WHAT THE TASK REQUIRES: Using the material that follows, output exactly the lines from the one containing "from detection configuration." through the one containing "window has elapsed.", with both ends kept.

◆ ◆ ◆ ◆

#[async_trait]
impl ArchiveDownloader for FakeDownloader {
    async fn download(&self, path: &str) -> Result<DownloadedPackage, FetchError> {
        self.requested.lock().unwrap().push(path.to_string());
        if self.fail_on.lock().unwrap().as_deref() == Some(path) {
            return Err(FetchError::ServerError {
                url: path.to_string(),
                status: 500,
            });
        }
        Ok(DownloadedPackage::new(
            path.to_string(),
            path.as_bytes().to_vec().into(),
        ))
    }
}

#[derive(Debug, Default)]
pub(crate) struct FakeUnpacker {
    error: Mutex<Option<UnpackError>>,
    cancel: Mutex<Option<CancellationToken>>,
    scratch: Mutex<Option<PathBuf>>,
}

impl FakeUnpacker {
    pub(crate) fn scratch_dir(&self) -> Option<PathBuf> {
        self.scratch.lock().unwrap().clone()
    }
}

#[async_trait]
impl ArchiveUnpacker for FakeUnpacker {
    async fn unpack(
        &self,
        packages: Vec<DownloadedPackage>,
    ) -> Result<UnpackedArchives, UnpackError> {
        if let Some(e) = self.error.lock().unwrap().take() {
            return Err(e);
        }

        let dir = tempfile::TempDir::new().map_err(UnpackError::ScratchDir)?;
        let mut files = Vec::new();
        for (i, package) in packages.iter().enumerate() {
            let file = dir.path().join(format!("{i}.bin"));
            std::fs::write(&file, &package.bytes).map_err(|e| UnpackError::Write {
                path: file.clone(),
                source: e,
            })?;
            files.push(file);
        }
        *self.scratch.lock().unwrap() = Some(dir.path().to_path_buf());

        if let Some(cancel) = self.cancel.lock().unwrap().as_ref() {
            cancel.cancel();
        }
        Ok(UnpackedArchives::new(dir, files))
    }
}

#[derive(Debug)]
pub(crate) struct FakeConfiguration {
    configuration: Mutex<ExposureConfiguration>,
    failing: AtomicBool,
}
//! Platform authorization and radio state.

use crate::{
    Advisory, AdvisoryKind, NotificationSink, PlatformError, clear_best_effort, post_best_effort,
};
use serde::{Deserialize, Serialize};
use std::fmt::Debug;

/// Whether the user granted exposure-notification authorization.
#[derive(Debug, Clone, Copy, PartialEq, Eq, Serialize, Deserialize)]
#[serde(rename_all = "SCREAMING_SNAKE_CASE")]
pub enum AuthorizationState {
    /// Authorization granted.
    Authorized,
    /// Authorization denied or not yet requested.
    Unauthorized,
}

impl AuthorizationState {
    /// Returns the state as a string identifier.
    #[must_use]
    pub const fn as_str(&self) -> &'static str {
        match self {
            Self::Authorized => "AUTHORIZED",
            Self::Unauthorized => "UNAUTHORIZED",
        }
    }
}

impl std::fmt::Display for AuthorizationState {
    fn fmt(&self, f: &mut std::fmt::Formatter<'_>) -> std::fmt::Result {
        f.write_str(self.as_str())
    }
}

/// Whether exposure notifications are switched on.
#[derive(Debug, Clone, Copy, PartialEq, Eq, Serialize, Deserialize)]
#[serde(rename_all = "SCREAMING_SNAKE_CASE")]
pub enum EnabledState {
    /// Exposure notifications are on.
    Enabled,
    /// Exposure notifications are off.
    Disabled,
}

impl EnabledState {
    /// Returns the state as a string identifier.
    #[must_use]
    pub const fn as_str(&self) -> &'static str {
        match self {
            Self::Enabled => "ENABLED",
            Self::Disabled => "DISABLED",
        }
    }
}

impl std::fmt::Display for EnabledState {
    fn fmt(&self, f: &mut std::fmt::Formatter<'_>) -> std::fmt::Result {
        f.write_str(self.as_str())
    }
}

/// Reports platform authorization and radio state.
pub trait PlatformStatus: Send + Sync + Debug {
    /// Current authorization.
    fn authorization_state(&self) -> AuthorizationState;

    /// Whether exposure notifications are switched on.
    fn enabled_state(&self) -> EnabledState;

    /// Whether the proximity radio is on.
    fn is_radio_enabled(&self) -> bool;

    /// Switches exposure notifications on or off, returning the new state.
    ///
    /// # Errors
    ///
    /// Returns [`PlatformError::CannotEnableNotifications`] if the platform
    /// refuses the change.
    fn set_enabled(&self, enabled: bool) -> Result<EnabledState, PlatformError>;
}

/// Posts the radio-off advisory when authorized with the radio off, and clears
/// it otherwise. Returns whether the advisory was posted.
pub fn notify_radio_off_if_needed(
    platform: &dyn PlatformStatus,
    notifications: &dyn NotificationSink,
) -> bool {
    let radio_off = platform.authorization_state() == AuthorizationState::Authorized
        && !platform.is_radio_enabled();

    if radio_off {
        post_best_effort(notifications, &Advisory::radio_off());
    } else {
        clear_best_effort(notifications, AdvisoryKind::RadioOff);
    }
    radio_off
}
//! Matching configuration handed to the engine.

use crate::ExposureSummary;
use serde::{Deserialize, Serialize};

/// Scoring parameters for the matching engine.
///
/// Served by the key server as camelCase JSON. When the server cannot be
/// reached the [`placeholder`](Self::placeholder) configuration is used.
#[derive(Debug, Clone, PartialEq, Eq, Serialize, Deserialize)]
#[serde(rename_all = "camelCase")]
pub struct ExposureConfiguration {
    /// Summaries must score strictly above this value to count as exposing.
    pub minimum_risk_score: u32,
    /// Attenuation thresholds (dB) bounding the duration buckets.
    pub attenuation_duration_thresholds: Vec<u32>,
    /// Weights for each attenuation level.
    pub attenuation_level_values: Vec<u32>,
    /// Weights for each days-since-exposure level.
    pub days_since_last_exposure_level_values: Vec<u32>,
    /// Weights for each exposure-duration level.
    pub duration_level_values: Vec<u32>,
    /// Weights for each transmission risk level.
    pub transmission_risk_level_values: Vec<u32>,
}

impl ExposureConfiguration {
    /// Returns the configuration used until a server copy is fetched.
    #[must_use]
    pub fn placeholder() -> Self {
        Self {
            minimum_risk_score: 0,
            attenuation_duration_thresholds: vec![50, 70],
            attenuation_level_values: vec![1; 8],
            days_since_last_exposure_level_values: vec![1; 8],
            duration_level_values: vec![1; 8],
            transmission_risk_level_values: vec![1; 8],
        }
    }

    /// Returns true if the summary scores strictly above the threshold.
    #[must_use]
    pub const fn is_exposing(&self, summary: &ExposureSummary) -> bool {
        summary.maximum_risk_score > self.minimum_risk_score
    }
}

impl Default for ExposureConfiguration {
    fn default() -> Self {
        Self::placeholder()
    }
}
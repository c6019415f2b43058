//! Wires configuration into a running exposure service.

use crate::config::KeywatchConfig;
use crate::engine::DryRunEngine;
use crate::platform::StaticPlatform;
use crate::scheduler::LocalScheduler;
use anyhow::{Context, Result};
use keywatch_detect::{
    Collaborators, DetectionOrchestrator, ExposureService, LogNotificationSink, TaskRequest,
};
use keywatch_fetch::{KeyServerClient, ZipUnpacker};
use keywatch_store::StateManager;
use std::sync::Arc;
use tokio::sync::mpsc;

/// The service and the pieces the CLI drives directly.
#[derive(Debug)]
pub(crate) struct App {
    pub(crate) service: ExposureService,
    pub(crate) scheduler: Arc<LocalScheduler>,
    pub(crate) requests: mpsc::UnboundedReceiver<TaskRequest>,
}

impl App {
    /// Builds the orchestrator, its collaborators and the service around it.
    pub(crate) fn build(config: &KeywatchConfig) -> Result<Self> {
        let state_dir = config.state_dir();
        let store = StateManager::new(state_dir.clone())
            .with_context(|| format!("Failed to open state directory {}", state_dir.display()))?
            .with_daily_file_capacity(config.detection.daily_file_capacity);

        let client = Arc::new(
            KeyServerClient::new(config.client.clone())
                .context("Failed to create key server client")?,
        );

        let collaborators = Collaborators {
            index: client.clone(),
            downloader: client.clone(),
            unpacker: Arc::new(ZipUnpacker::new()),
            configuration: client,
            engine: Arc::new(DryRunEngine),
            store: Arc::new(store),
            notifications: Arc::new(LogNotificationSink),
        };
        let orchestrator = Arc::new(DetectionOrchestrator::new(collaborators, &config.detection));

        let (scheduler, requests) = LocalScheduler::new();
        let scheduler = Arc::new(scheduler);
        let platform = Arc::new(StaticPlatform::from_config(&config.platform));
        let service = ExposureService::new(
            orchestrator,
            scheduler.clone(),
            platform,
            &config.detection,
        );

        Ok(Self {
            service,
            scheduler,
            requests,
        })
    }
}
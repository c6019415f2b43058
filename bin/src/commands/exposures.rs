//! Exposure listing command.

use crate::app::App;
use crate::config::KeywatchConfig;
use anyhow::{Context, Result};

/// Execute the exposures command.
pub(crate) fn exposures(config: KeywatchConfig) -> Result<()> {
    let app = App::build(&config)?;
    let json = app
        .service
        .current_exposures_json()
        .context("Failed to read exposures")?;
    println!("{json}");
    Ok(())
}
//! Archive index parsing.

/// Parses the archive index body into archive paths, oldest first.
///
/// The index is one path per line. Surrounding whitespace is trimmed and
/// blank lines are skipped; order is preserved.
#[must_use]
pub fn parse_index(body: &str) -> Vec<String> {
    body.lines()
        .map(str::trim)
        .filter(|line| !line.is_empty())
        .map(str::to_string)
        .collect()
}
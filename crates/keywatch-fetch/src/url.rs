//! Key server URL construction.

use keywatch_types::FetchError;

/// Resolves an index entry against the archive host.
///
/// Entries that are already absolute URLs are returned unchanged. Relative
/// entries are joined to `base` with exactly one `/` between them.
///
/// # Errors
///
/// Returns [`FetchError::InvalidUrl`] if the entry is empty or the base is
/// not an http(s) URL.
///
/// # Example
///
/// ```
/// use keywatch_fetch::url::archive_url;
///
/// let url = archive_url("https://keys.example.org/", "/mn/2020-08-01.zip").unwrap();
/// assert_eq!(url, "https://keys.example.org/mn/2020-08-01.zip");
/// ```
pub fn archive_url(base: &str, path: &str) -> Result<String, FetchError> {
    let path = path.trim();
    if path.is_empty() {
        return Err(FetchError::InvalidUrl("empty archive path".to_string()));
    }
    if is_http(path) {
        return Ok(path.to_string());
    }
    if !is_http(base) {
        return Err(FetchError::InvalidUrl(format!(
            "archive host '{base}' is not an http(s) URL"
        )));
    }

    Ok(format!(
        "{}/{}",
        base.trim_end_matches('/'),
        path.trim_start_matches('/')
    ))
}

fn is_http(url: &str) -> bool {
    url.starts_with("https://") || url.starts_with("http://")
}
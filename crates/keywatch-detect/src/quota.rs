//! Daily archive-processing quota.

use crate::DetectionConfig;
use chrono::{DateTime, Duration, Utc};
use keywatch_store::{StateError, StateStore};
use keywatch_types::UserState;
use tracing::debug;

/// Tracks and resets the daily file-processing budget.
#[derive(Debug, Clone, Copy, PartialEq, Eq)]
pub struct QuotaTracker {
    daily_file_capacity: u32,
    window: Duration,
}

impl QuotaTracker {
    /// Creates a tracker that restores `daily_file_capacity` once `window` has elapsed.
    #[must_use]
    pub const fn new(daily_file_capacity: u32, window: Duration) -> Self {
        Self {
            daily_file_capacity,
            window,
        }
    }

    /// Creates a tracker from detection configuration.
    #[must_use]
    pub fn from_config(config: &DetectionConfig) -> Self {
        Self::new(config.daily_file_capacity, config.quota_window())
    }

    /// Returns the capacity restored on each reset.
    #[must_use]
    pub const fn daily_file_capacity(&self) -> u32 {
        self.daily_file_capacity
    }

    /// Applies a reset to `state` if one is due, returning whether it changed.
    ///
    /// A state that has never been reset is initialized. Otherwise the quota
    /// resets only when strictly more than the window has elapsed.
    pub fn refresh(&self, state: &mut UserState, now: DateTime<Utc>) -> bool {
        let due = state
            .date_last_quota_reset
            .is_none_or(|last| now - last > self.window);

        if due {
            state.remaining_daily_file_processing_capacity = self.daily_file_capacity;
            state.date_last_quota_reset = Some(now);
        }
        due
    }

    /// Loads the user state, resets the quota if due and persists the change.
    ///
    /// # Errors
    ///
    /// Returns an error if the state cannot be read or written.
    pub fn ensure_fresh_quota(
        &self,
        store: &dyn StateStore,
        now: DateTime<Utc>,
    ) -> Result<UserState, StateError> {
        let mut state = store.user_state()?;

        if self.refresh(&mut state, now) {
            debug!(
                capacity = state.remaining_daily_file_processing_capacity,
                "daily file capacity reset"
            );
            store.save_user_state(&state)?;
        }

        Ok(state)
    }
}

◆ ◆ ◆ ◆

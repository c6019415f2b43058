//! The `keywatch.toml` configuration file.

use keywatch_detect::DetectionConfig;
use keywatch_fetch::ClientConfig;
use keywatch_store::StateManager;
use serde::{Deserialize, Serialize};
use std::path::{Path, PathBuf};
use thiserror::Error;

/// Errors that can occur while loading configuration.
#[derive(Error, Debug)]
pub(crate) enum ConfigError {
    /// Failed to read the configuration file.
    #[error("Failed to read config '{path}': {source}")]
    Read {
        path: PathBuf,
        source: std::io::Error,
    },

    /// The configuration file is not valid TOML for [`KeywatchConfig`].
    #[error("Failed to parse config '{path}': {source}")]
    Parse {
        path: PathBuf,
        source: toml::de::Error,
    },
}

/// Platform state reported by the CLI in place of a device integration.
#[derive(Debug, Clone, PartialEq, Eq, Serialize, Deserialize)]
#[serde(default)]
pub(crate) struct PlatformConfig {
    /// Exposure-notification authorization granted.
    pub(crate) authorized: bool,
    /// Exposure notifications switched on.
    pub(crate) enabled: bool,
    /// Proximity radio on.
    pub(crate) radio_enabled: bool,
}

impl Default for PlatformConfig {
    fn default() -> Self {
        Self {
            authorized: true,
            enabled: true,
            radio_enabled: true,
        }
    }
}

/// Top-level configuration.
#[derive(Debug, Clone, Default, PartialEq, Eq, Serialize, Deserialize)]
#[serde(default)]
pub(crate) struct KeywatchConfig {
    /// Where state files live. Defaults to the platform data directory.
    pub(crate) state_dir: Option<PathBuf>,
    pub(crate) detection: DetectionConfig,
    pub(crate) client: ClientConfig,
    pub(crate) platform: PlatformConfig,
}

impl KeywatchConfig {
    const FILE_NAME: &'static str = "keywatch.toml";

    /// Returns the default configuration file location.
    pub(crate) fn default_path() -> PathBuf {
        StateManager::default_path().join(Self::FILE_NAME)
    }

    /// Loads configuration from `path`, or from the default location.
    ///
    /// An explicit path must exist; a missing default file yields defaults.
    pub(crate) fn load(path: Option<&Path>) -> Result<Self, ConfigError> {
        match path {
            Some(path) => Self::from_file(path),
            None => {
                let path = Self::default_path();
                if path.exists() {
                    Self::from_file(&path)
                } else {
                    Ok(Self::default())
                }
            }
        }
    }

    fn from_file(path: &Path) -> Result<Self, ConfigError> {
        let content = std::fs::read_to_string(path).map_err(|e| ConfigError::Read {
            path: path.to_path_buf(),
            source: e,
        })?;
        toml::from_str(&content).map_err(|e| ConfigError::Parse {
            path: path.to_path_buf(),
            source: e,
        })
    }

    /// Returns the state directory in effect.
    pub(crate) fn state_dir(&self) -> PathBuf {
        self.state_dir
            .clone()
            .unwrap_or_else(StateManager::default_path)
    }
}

◆ ◆ ◆ ◆

RESULT OF THE EXERCISE:
    /// Creates a tracker from detection configuration.
    #[must_use]
    pub fn from_config(config: &DetectionConfig) -> Self {
        Self::new(config.daily_file_capacity, config.quota_window())
    }

    /// Returns the capacity restored on each reset.
    #[must_use]
    pub const fn daily_file_capacity(&self) -> u32 {
        self.daily_file_capacity
    }

    /// Applies a reset to `state` if one is due, returning whether it changed.
    ///
    /// A state that has never been reset is initialized. Otherwise the quota
    /// resets only when strictly more than the window has elapsed.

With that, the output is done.